Material to process START

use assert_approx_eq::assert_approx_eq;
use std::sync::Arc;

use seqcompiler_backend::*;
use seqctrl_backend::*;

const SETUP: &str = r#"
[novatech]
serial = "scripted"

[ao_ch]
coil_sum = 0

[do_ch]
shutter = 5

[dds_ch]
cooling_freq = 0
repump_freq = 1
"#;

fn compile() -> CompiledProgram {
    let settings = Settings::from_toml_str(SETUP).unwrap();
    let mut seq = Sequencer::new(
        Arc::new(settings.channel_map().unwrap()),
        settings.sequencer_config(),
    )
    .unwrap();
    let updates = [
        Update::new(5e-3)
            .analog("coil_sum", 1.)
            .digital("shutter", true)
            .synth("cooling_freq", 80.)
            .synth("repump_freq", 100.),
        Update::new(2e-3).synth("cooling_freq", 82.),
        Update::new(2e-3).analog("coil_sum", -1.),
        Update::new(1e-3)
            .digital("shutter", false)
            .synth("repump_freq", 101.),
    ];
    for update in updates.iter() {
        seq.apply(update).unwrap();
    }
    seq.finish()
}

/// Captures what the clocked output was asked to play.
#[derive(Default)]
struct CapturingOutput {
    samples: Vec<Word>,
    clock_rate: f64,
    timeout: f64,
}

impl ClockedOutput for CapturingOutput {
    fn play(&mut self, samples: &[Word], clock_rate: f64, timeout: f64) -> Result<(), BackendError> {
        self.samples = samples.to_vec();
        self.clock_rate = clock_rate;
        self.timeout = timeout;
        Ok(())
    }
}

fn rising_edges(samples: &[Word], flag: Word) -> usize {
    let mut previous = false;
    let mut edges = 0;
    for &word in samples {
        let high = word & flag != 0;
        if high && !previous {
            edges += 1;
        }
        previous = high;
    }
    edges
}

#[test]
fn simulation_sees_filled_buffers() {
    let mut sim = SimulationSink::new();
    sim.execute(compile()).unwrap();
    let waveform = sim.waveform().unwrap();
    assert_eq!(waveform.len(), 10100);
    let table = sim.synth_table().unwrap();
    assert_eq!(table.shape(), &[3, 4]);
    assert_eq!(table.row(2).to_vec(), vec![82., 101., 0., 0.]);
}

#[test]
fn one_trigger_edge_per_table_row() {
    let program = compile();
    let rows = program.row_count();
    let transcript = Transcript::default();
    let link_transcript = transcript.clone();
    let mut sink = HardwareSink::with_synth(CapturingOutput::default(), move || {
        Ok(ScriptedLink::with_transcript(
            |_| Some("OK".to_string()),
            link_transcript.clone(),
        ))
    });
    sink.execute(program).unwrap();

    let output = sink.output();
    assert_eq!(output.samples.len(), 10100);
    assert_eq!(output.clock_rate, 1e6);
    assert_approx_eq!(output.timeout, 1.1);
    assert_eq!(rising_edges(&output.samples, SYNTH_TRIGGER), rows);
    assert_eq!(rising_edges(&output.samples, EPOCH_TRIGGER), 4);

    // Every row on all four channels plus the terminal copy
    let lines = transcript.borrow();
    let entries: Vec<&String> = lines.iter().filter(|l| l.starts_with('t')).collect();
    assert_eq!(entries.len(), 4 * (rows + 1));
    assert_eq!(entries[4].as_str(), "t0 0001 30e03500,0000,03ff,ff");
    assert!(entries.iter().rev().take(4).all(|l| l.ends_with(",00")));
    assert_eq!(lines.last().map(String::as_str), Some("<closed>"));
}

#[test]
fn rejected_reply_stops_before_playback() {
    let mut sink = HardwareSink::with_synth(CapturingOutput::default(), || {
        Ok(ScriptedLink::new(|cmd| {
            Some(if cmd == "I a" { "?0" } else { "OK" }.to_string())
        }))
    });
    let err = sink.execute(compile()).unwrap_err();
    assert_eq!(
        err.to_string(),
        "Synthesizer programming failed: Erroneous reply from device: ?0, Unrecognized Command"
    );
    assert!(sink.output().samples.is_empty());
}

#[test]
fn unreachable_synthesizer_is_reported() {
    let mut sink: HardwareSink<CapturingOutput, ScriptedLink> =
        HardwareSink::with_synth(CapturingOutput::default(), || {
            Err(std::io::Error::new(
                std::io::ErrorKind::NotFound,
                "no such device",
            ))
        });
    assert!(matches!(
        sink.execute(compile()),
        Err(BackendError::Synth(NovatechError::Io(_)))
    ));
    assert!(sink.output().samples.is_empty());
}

Material to process END
Material to process START

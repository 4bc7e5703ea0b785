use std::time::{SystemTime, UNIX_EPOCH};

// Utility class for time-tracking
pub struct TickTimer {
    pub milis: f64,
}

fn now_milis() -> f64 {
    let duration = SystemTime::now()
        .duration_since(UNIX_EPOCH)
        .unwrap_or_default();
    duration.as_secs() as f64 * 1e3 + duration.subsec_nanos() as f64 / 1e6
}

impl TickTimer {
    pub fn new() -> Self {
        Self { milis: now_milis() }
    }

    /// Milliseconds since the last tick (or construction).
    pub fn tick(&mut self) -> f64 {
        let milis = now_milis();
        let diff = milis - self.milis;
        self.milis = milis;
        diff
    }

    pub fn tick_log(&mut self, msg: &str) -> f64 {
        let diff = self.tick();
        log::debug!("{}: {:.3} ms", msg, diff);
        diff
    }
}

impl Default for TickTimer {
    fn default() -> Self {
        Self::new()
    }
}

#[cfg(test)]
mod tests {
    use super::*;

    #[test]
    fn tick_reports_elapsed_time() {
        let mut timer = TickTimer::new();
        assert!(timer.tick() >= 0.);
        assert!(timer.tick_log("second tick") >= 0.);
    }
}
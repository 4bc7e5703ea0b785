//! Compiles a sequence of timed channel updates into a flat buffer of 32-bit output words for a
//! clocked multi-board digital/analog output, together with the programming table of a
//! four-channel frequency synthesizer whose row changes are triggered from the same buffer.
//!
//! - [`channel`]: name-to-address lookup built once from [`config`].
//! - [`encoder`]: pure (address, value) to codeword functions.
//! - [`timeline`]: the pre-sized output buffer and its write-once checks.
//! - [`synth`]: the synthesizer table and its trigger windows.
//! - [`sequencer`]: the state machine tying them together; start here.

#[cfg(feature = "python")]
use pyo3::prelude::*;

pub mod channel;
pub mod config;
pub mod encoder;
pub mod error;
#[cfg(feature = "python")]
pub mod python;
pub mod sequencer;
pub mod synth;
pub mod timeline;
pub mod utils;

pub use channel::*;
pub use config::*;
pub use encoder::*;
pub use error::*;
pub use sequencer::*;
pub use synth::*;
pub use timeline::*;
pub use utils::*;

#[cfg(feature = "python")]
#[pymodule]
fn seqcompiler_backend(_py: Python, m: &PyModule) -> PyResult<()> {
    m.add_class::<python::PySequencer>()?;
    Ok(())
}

Material to process END

Work instructions: Go through the entries and copy each line holding the string "rows".

The completed task:
    let rows = program.row_count();
    assert_eq!(rising_edges(&output.samples, SYNTH_TRIGGER), rows);
    assert_eq!(entries.len(), 4 * (rows + 1));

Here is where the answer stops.